Input for this task:

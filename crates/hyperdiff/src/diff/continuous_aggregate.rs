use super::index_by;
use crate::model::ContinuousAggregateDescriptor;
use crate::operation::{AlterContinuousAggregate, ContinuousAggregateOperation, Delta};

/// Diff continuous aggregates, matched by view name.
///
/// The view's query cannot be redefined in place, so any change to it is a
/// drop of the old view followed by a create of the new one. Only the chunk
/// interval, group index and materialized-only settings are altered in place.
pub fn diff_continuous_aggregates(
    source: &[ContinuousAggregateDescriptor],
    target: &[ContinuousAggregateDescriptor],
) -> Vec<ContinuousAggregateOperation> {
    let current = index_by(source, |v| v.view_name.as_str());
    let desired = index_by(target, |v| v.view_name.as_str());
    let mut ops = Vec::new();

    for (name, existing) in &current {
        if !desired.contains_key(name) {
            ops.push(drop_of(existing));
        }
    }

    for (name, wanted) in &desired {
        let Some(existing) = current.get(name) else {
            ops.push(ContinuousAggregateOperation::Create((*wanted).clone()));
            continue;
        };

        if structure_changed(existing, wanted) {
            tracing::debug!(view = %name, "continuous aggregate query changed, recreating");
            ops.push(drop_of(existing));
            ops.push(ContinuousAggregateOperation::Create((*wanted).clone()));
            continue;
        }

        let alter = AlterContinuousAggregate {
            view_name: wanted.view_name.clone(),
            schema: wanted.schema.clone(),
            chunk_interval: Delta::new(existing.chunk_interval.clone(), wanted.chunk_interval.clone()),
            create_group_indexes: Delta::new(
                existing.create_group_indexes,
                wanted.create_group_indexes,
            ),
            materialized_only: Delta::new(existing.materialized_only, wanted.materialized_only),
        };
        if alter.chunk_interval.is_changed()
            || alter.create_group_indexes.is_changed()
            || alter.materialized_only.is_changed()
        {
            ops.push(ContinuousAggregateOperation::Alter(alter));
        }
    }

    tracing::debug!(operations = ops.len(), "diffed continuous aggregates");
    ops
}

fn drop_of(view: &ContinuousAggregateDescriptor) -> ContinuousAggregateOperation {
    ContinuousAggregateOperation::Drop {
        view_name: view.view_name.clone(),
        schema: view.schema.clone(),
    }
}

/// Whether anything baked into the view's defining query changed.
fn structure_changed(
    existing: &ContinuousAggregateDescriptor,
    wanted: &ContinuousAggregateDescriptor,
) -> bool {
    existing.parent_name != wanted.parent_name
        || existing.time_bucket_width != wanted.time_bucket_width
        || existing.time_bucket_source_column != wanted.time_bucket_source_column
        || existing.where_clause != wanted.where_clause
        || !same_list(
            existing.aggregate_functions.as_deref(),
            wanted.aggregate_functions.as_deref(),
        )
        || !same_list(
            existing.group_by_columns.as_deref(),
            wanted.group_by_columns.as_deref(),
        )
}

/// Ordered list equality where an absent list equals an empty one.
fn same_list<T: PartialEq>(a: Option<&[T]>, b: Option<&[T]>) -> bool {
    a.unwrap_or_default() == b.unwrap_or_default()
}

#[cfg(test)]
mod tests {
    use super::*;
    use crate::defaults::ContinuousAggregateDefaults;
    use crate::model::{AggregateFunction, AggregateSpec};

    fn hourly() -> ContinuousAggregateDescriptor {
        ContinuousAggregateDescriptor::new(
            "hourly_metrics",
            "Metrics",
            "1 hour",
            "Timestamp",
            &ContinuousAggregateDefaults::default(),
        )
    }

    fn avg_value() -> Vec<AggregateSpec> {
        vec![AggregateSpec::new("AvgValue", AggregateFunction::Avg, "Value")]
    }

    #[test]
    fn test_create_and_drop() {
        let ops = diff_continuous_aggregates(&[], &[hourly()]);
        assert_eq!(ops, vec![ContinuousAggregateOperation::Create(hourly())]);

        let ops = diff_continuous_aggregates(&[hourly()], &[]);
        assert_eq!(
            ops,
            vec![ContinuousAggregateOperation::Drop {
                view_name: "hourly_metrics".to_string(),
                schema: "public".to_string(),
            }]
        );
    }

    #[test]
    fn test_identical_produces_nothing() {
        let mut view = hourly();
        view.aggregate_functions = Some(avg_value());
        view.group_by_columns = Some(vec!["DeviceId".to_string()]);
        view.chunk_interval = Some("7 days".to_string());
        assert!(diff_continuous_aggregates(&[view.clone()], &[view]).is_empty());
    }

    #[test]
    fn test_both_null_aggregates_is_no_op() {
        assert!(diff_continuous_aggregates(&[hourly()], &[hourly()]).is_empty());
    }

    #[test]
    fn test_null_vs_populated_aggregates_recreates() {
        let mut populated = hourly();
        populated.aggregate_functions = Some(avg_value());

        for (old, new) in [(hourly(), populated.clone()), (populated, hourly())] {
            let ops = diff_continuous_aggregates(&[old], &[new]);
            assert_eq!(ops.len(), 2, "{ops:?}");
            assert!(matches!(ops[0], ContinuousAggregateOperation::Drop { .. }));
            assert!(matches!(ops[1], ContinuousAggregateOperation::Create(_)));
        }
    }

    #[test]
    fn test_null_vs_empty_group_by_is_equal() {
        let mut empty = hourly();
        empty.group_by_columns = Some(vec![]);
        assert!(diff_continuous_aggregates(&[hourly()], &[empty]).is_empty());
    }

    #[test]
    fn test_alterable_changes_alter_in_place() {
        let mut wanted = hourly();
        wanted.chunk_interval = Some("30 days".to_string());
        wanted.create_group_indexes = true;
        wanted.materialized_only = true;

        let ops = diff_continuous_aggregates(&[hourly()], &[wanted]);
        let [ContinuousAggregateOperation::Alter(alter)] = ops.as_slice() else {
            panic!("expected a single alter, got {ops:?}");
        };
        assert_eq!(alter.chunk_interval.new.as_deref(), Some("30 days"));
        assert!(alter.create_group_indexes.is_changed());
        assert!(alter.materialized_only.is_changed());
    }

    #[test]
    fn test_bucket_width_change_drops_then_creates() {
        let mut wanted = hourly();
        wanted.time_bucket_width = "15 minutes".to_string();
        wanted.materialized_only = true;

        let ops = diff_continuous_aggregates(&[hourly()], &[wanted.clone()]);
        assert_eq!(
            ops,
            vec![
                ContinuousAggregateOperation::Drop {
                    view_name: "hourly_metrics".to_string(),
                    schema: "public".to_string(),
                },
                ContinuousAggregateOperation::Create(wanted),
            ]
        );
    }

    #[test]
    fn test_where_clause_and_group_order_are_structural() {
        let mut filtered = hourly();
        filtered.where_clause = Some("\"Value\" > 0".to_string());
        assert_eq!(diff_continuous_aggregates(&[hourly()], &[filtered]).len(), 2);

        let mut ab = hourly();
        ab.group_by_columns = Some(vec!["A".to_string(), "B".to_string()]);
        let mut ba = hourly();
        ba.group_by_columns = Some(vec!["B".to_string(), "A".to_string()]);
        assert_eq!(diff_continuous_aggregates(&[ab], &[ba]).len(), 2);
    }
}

==

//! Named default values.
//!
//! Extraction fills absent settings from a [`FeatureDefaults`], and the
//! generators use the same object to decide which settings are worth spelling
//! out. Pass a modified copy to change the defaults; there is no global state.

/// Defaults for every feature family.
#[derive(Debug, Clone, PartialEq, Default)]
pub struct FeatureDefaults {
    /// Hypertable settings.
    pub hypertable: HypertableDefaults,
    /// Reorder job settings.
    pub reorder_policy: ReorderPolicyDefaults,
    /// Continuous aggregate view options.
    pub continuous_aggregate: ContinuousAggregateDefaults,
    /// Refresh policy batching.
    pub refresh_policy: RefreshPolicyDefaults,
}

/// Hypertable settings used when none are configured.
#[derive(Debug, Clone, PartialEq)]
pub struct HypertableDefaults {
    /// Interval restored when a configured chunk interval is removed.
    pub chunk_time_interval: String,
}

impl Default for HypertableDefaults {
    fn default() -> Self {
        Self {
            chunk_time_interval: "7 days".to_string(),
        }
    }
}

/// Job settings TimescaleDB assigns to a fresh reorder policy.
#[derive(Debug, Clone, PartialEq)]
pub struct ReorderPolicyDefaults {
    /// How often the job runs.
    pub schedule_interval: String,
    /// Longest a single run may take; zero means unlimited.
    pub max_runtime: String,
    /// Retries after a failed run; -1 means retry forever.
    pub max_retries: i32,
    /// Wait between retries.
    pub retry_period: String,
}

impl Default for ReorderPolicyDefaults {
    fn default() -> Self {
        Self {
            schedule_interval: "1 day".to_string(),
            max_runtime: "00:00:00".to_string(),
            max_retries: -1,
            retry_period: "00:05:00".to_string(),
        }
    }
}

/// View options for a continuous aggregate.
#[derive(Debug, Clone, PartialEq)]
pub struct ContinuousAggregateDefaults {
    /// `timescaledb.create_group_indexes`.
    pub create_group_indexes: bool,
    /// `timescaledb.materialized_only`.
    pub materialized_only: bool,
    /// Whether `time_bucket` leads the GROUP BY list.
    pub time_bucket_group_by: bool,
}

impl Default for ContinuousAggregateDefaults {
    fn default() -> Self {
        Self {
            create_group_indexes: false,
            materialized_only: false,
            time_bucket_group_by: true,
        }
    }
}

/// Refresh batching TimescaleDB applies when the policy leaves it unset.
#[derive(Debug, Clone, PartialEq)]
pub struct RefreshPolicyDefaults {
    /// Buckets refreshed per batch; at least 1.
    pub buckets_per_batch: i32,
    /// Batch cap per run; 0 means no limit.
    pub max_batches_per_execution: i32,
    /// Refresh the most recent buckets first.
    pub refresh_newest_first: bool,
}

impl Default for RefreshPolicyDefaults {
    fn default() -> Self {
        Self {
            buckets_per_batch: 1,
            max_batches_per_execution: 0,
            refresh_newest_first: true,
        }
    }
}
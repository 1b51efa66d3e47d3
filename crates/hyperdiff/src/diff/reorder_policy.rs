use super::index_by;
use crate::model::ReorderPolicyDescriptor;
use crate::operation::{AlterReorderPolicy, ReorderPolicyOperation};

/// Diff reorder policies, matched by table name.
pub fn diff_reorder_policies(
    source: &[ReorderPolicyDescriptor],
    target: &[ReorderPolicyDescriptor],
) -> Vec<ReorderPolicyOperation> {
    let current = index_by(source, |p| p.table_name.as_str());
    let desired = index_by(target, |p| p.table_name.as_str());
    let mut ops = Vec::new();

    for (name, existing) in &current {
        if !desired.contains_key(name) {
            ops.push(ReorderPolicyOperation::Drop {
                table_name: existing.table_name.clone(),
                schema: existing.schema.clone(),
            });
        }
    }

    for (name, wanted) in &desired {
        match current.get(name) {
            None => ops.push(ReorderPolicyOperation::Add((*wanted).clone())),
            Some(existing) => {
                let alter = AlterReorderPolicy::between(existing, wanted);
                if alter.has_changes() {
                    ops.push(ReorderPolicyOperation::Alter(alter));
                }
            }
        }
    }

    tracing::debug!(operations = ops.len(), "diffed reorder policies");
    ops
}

...

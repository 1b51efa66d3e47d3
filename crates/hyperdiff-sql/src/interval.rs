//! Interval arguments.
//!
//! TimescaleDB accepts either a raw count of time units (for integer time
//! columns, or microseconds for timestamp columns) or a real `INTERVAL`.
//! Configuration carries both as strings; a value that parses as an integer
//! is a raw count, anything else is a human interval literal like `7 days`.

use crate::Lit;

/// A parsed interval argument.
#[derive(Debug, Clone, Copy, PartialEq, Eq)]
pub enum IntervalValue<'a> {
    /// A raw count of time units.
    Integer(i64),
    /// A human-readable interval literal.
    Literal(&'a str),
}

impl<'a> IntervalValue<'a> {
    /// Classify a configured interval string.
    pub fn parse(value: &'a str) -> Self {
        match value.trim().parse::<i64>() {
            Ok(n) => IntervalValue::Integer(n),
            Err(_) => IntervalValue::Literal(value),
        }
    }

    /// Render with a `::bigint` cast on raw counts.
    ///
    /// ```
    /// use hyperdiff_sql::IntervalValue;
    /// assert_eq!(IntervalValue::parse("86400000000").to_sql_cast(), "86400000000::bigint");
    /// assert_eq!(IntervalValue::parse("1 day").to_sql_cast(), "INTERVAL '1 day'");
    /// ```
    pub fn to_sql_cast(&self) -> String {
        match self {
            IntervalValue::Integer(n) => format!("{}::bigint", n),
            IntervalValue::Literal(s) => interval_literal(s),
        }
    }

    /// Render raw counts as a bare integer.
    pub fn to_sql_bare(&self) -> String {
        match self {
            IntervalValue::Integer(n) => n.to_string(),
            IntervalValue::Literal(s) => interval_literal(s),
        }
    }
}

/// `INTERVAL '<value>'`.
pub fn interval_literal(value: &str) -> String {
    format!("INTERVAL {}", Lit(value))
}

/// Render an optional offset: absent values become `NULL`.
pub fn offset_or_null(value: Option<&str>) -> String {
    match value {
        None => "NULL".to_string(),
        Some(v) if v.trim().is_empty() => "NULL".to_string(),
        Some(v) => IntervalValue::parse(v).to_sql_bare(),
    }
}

What is required: Looking at the records, report the number of lines that hold the string "push", with no other text.

Response to the task: 8